2.7. Enhanced: Added Global Entry USN Count

Beginning in Directory Server 8.2, changes to entries were tracked on the local database using a local update sequence number. Whenever a change was made anywhere in the database, the counter was incremented up and the entryusn attribute on the entry was updated.
In Directory Server 9.0, USNs can be maintained not only on the local database, but across all databases in the directory if the USN Plug-in is set to global mode.

2.8. Enhanced: DNA Plug-in Handles Multiple Attributes in Same Range

The Distributed Numeric Assignment (DNA) Plug-in assigns unique numbers, from within a given range, automatically to given entries. In 8.2, the DNA Plug-in assigned those numbers to a single attribute type; starting in 9.0, the DNA Plug-in can assign numbers from the same range to multiple attribute types.
This allows the same number to be assigned to different attributes. For example, the DNA Plug-in can assign the same value to the uidNumber and gidNumber attributes

2.9. Enhanced: Added Option to Have Separate Fractional Replication List for Total Updates

Fractional replication allows specific attributes to be excluded from replication updates.
Directory Server 9.0 introduces a new attribute, nsDS5ReplicatedAttributeListTotal, which sets a second list of attributes to exclude from replication, specifically from a total update. This allows different attributes to be excluded from a regular, incremental update than a total update. Very large attributes — like certificates or binary attributes — can be excluded from a regular update, but included in total updates when data consistency is more important than performance.


Using different fractional replication lists for incremental and total updates is strongly recommended if you use the memberof plug-in. memberOf fixup tasks are run after every replication update, and this causes negatively affects server performance.
Limiting the memberof attribute to being replicated only for total updates improves the performance of replica initialization and replication.
For more information on incremental updates, total updates, and fractional replication, see the 9.0 Administrator's Guide.

2.10. Enhanced: New Options and Procedures to Set up Secure Connections

Directory Server allows secure connections to be set between servers and between servers and clients using SSL, TLS, Start TLS, or SASL. Directory Server 9.0 introduces some new options to refine what kinds of secure connections are allowed and to administer secure connections more easily:
  • Procedures have been added to allow administrators how to disable selected SASL mechanisms.
  • Procedures have been added to disable SSLv3 and require TLS connections only.
  • A new attribute has been added to allow the Directory Server to be restarted with an expired certificate. This means that the server can still run and operate until the expired certificate is replaced.

2.11. New: Added Support for the CoS merge-schemes Qualifier

A class of service adds and updates an attribute in an entry based on changes in an identified template entry. Normally, when a change is made to the CoS attribute, the new value overwrites any previous attribute in the entry. The new merge-schemes qualifier for CoS definitions tells the CoS to add attributes and allow multiple values, rather than replacing attributes when the CoS changes.
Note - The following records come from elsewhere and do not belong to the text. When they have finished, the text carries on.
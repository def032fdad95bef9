//! Terminal rendering of controller output
//!
//! [`Renderer`] turns [`UiEvent`]s into colored terminal output. Tokens
//! of the streaming response are written inline as they arrive, so the
//! answer appears incrementally on a single growing line.

use std::io::{self, Write};

use colored::Colorize;
use prettytable::{format, Table};

use crate::controller::{NoticeLevel, StatusReport, UiEvent};
use crate::conversation::{Message, MessageStatus, Role};
use crate::directory::Session;
use crate::error::Result;
use crate::transport::ConnectionState;

/// Writes UI events to a terminal (or any writer)
#[derive(Debug)]
pub struct Renderer<W: Write> {
    out: W,
    streaming_id: Option<String>,
}

impl Renderer<io::Stdout> {
    /// Renderer writing to standard output
    pub fn stdout() -> Self {
        Self::new(io::stdout())
    }
}

impl<W: Write> Renderer<W> {
    /// Create a renderer over `out`
    pub fn new(out: W) -> Self {
        Self {
            out,
            streaming_id: None,
        }
    }

    /// Consume the renderer, returning the writer
    pub fn into_inner(self) -> W {
        self.out
    }

    /// Render one event
    ///
    /// # Errors
    ///
    /// Returns error if writing to the terminal fails
    pub fn render(&mut self, event: &UiEvent) -> Result<()> {
        match event {
            UiEvent::ConnectionChanged(state) => {
                self.end_stream_line()?;
                let line = match state {
                    ConnectionState::Connected => "[connected]".green(),
                    ConnectionState::Connecting => "[connecting...]".yellow(),
                    ConnectionState::Disconnected => "[disconnected]".red(),
                };
                writeln!(self.out, "{}", line)?;
            }
            UiEvent::ComposerEnabled(enabled) => {
                tracing::trace!(enabled, "Composer state");
            }
            UiEvent::SessionsListed { sessions, active } => {
                self.end_stream_line()?;
                self.render_sessions(sessions, active.as_deref())?;
            }
            UiEvent::SessionSelected(session) => {
                self.streaming_id = None;
                writeln!(
                    self.out,
                    "\n{} {} {}",
                    "Session:".bold(),
                    session.display_name.cyan(),
                    format!("({})", session.id).dimmed()
                )?;
            }
            UiEvent::HistoryReplaced(messages) => {
                self.streaming_id = None;
                writeln!(self.out)?;
                for message in messages {
                    self.end_stream_line()?;
                    self.streaming_id = None;
                    match message.status {
                        MessageStatus::Streaming => self.resume_stream(message)?,
                        _ => self.render_message(message)?,
                    }
                }
            }
            UiEvent::MessageAppended(message) => self.on_appended(message)?,
            UiEvent::TokenAppended { message_id, text } => {
                if self.streaming_id.as_deref() == Some(message_id.as_str()) {
                    write!(self.out, "{}", text)?;
                }
            }
            UiEvent::MessageFinished(message) => self.on_finished(message)?,
            UiEvent::Cleared => {
                self.streaming_id = None;
                writeln!(self.out, "{}", "Transcript cleared.".dimmed())?;
            }
            UiEvent::Exported(path) => {
                self.end_stream_line()?;
                writeln!(
                    self.out,
                    "{}",
                    format!("Transcript exported to {}", path.display()).green()
                )?;
            }
            UiEvent::Status(report) => {
                self.end_stream_line()?;
                self.render_status(report)?;
            }
            UiEvent::Notice { level, text } => {
                self.end_stream_line()?;
                match level {
                    NoticeLevel::Info => writeln!(self.out, "{}", text.cyan())?,
                    NoticeLevel::Error => writeln!(self.out, "{} {}", "!".red().bold(), text.red())?,
                }
            }
        }
        self.out.flush()?;
        Ok(())
    }

    fn on_appended(&mut self, message: &Message) -> Result<()> {
        match (message.role, message.status) {
            // The composer already echoed what the user typed.
            (Role::User, _) => {}
            (Role::Assistant, MessageStatus::Streaming) => {
                self.end_stream_line()?;
                write!(self.out, "{} ", "Assistant:".magenta().bold())?;
                self.streaming_id = Some(message.id.clone());
            }
            (Role::Assistant, _) => {
                self.end_stream_line()?;
                self.render_message(message)?;
            }
        }
        Ok(())
    }

    fn on_finished(&mut self, message: &Message) -> Result<()> {
        if self.streaming_id.as_deref() != Some(message.id.as_str()) {
            return self.render_message(message);
        }
        self.streaming_id = None;

        match message.status {
            MessageStatus::Errored => {
                writeln!(self.out)?;
                writeln!(self.out, "{}", message.content.red())?;
            }
            _ => match message.category {
                Some(category) => {
                    writeln!(self.out, " {}", format!("[{}]", category.label()).dimmed())?
                }
                None => writeln!(self.out)?,
            },
        }
        Ok(())
    }

    /// Reprint a partial answer and keep following its tokens
    fn resume_stream(&mut self, message: &Message) -> Result<()> {
        write!(
            self.out,
            "{} {}",
            "Assistant:".magenta().bold(),
            message.content
        )?;
        self.streaming_id = Some(message.id.clone());
        Ok(())
    }

    /// Close the in-progress answer line before printing anything else
    fn end_stream_line(&mut self) -> Result<()> {
        if self.streaming_id.is_some() {
            writeln!(self.out)?;
        }
        Ok(())
    }

    fn render_message(&mut self, message: &Message) -> Result<()> {
        let label = match message.role {
            Role::User => "You:".blue().bold(),
            Role::Assistant => "Assistant:".magenta().bold(),
        };
        let content = match message.status {
            MessageStatus::Errored => message.content.red(),
            _ => message.content.normal(),
        };
        write!(self.out, "{} {}", label, content)?;
        if let Some(category) = message.category {
            write!(self.out, " {}", format!("[{}]", category.label()).dimmed())?;
        }
        writeln!(self.out)?;
        Ok(())
    }

    fn render_sessions(&mut self, sessions: &[Session], active: Option<&str>) -> Result<()> {
        if sessions.is_empty() {
            writeln!(self.out, "{}", "No active sessions.".yellow())?;
            return Ok(());
        }

        let table = session_table(sessions, active);
        writeln!(self.out, "\n{}", "Sessions:".bold())?;
        table.print(&mut self.out)?;
        writeln!(
            self.out,
            "Use {} to switch sessions.",
            "/switch <#n|id>".cyan()
        )?;
        Ok(())
    }

    fn render_status(&mut self, report: &StatusReport) -> Result<()> {
        let session = report
            .session
            .as_ref()
            .map(|s| format!("{} ({})", s.display_name, s.id))
            .unwrap_or_else(|| "none".to_string());
        let connection = match report.connection {
            ConnectionState::Connected => report.connection.to_string().green(),
            ConnectionState::Connecting => report.connection.to_string().yellow(),
            ConnectionState::Disconnected => report.connection.to_string().red(),
        };

        writeln!(self.out, "User:       {}", report.username)?;
        writeln!(self.out, "Session:    {}", session)?;
        write!(self.out, "Connection: {}", connection)?;
        if report.reconnect_pending {
            write!(self.out, " {}", "(reconnect scheduled)".dimmed())?;
        }
        writeln!(self.out)?;
        writeln!(self.out, "Response:   {:?}", report.stream)?;
        writeln!(self.out, "Messages:   {}", report.messages)?;
        Ok(())
    }
}

/// Build the session listing table shared by the REPL and `sessions list`
///
/// The row of the `active` session, if any, is marked with `*`.
pub fn session_table(sessions: &[Session], active: Option<&str>) -> Table {
    let mut table = Table::new();
    table.set_format(*format::consts::FORMAT_BORDERS_ONLY);
    table.set_titles(prettytable::row!["#", "ID", "Name", "Last Active"]);

    for (i, session) in sessions.iter().enumerate() {
        let last_active = session
            .last_active
            .unwrap_or(session.created_at)
            .with_timezone(&chrono::Local)
            .format("%Y-%m-%d %H:%M")
            .to_string();
        let marker = if active == Some(session.id.as_str()) {
            "*"
        } else {
            ""
        };
        table.add_row(prettytable::row![
            format!("{}#{}", marker, i + 1),
            session.id,
            session.display_name,
            last_active
        ]);
    }
    table
}
//! Test utilities for FGO Chat
//!
//! Temporary directory management, test file creation, and assertion
//! helpers shared by the unit tests.

use crate::config::Config;
use std::path::PathBuf;
use tempfile::TempDir;

/// Create a temporary directory for testing
///
/// The directory is removed when the returned [`TempDir`] is dropped.
pub fn temp_dir() -> TempDir {
    TempDir::new().expect("Failed to create temporary directory")
}

/// Create a test file with the given content
///
/// # Panics
///
/// Panics if file creation or writing fails
pub fn create_test_file(dir: &TempDir, name: &str, content: &str) -> PathBuf {
    let path = dir.path().join(name);
    std::fs::write(&path, content).expect("Failed to write test file");
    path
}

/// Assert that an error contains the expected message
///
/// # Panics
///
/// Panics if the result is Ok or if the error doesn't contain the expected message
pub fn assert_error_contains<T>(result: crate::error::Result<T>, expected: &str) {
    match result {
        Ok(_) => panic!("Expected error containing '{}' but got Ok", expected),
        Err(e) => {
            let error_msg = e.to_string();
            assert!(
                error_msg.contains(expected),
                "Error message '{}' does not contain '{}'",
                error_msg,
                expected
            );
        }
    }
}

/// Configuration for controller tests: no heartbeat, small history limit
pub fn test_config() -> Config {
    let mut config = Config::default();
    config.transport.reconnect_delay_ms = 3000;
    config.transport.heartbeat_interval_seconds = 0;
    config.history.limit = 20;
    config
}

#[cfg(test)]
mod tests {
    use super::*;
    use crate::error::FgoChatError;

    #[test]
    fn test_temp_dir_creation() {
        let dir = temp_dir();
        assert!(dir.path().exists());
    }

    #[test]
    fn test_create_test_file() {
        let dir = temp_dir();
        let path = create_test_file(&dir, "test.txt", "content");
        let content = std::fs::read_to_string(&path).unwrap();
        assert_eq!(content, "content");
    }

    #[test]
    fn test_assert_error_contains_success() {
        let result: crate::error::Result<()> =
            Err(FgoChatError::Config("test error message".to_string()).into());
        assert_error_contains(result, "test error");
    }

    #[test]
    #[should_panic(expected = "Expected error containing")]
    fn test_assert_error_contains_ok() {
        let result: crate::error::Result<()> = Ok(());
        assert_error_contains(result, "error");
    }

    #[test]
    fn test_test_config_is_valid() {
        let config = test_config();
        assert!(config.validate().is_ok());
        assert!(config.transport.heartbeat_interval().is_none());
    }
}
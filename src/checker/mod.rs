mod matcher;
mod sanitizer;
mod types;

pub use matcher::match_brackets;
pub use sanitizer::sanitize;
pub use types::{Diagnostic, StackEntry};

/// Full checking pipeline: sanitize the text, then match brackets.
pub fn check_source(source: &str) -> Diagnostic {
    match_brackets(&sanitize(source))
}
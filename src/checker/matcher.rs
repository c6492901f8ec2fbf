use super::types::{Diagnostic, StackEntry};

/// Closing partner for an opening bracket.
fn expected_closer(open: char) -> char {
    match open {
        '{' => '}',
        '[' => ']',
        _ => ')',
    }
}

/// Single left-to-right, top-to-bottom pass over sanitized text.
///
/// Opening brackets push a stack entry recording their position; each
/// closing bracket must pair with the most recently opened entry. The first
/// violation in scan order terminates the scan, so at most one diagnostic
/// ever comes out of a run. Line and column numbers are 1-based.
pub fn match_brackets(sanitized: &str) -> Diagnostic {
    let mut stack: Vec<StackEntry> = Vec::new();

    for (i, line) in sanitized.lines().enumerate() {
        for (j, ch) in line.chars().enumerate() {
            match ch {
                '{' | '[' | '(' => {
                    stack.push(StackEntry {
                        open: ch,
                        line: i + 1,
                        col: j + 1,
                    });
                }
                '}' | ']' | ')' => match stack.pop() {
                    None => {
                        return Diagnostic::UnexpectedClosing {
                            found: ch,
                            line: i + 1,
                            col: j + 1,
                        };
                    }
                    Some(entry) => {
                        let expected = expected_closer(entry.open);
                        if ch != expected {
                            return Diagnostic::Mismatched {
                                found: ch,
                                line: i + 1,
                                col: j + 1,
                                expected,
                                opened_line: entry.line,
                                opened_col: entry.col,
                            };
                        }
                    }
                },
                _ => {}
            }
        }
    }

    // Everything closed in order; any leftover opener is reported from the
    // top of the stack (the innermost unclosed scope).
    match stack.last() {
        Some(entry) => Diagnostic::Unclosed {
            open: entry.open,
            line: entry.line,
            col: entry.col,
        },
        None => Diagnostic::Balanced,
    }
}
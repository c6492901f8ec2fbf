use std::fmt;

use serde::Serialize;

/// An opening bracket that has not been matched yet, and where it was seen.
#[derive(Debug, Clone, Copy)]
pub struct StackEntry {
    pub open: char,
    pub line: usize,
    pub col: usize,
}

/// Outcome of one checking run. At most one is produced per run; the first
/// structural violation in scan order wins.
#[derive(Debug, Clone, PartialEq, Eq, Serialize)]
#[serde(tag = "result", rename_all = "snake_case")]
pub enum Diagnostic {
    Balanced,
    UnexpectedClosing {
        found: char,
        line: usize,
        col: usize,
    },
    Mismatched {
        found: char,
        line: usize,
        col: usize,
        expected: char,
        opened_line: usize,
        opened_col: usize,
    },
    Unclosed {
        open: char,
        line: usize,
        col: usize,
    },
}

impl Diagnostic {
    pub fn is_balanced(&self) -> bool {
        matches!(self, Diagnostic::Balanced)
    }
}

impl fmt::Display for Diagnostic {
    fn fmt(&self, f: &mut fmt::Formatter<'_>) -> fmt::Result {
        match self {
            Diagnostic::Balanced => write!(f, "No balance errors found."),
            Diagnostic::UnexpectedClosing { found, line, col } => {
                write!(f, "Error: Unexpected closing '{}' at line {}, col {}", found, line, col)
            }
            Diagnostic::Mismatched {
                found,
                line,
                col,
                expected,
                opened_line,
                opened_col,
            } => {
                write!(
                    f,
                    "Error: Mismatched '{}' at line {}, col {}. Expected '{}' (opened at {}:{})",
                    found, line, col, expected, opened_line, opened_col
                )
            }
            Diagnostic::Unclosed { open, line, col } => {
                write!(f, "Error: Unclosed '{}' at line {}, col {}", open, line, col)
            }
        }
    }
}
pub mod checker;

pub use checker::{check_source, Diagnostic};
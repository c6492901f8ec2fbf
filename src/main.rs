use std::fs;
use std::io;
use std::process;

use bracket_check::checker;

fn main() -> io::Result<()> {
    let args: Vec<String> = std::env::args().collect();

    let json_mode = args.iter().any(|arg| arg == "--json");
    let path = args.iter().skip(1).find(|arg| !arg.starts_with("--"));

    let path = match path {
        Some(p) => p,
        None => {
            eprintln!("Usage: bracket-check [--json] <file>");
            process::exit(2);
        }
    };

    let contents = fs::read_to_string(path)?;
    let diagnostic = checker::check_source(&contents);

    if json_mode {
        let rendered =
            serde_json::to_string(&diagnostic).expect("diagnostic serializes to JSON");
        println!("{}", rendered);
    } else {
        println!("{}", diagnostic);
    }

    if !diagnostic.is_balanced() {
        process::exit(1);
    }

    Ok(())
}
use std::io;

use anyhow::{Context, Result};
use clap::Parser;
use tracing::info;

use todolist::commands;
use todolist::config::{Cli, Command};
use todolist::store::SqliteTaskStore;
use todolist::ui;

#[tokio::main]
async fn main() -> Result<()> {
    let cli = Cli::parse();
    cli.init_tracing()?;

    let db_path = cli.database_path();
    info!(db = %db_path.display(), "starting");
    let store = SqliteTaskStore::open(&db_path)
        .with_context(|| format!("opening task database {}", db_path.display()))?;

    match cli.command.unwrap_or(Command::Ui) {
        Command::Ui => ui::run(store).await?,
        Command::List(args) => commands::list(&store, &args, &mut io::stdout().lock()).await?,
        Command::Export { pretty } => {
            commands::export(&store, pretty, &mut io::stdout().lock()).await?
        }
        Command::Import { path } => {
            let count = commands::import(&store, &path).await?;
            println!("Imported {count} tasks");
        }
    }
    Ok(())
}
2.12. New: Added SELinux Policies

SELinux is a security function in Linux that categorizes files, directories, ports, processes, users, and other objects on the server. New policies have been written for Directory Server files, directories, and ports. In 9.0, Directory Server can run with SELinux set to enforcing mode and operate normally.
The 9.0 Administrator's Guide has information on the default Directory Server policies and simple procedures for changing and updating these policies. More detail about SELinux and Red Hat Enterprise Linux is covered in the SELinux Guide.

2.13. New: Replication Session Hooks

Client applications can have some control over replication operations by using custom plug-ins that define replication session hooks. Suppliers and consumers can send each other some limited information. If both servers meet the required session settings in the plug-in (like using the same Directory Server version), then replication proceeds; if not, it fails.
The new replication callbacks are detailed in the Plug-in Programmer's Guide.